Light rail planners aren't wasting any time after voters approved the transportation package known as Sound Transit 3.

The full project list will take up to 25 years to complete. Residents in Ballard and Everett will get light rail service in about 20 years. It's a shorter timeline to West Seattle and Tacoma — about 15 years.

But people will see some transit changes much sooner. Sound Transit planners are meeting this month to draw up plans for some of the earlier projects, like Federal Way and downtown Redmond.

Sooner than all the light rail projects are built, buses to some of those destinations are going to speed up. Sound Transit CEO Peter Rogoff said they want to have buses drive on the freeway shoulders.

Rogoff: "We've got buses that are moving at painfully slow rates in the HOV lane. If we could even for just part of that journey, facilitate them operating safely on the shoulder, we can have a real impact soon."
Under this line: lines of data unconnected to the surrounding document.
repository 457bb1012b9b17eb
//! Result type alias shared across the workspace.
//!
//! This module defines a convenient alias that defaults the error type to the
//! common `QuoteError`, so functions can simply return `Result<T>`.
use crate::error::QuoteError;

/// Workspace-wide `Result` alias with `QuoteError` as the default error.
pub type Result<T, E = QuoteError> = std::result::Result<T, E>;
He says buses could be driving on the freeway shoulder within three to five years, depending on conversations with highway authorities. Rogoff said they're not exactly sure how it will work, but that they want to focus on buses that travel Interstate 5, Interstate 405, and state Routes 167 and 518.

Sound Transit would have bus stops built within the freeway right-of-way at certain places, like Northeast 85th Street in Kirkland and Northeast 44th Street in Renton.

But even before the bus changes are made, the first thing taxpayers will see is an increase in property taxes and car tab fees in January and higher sales taxes by April.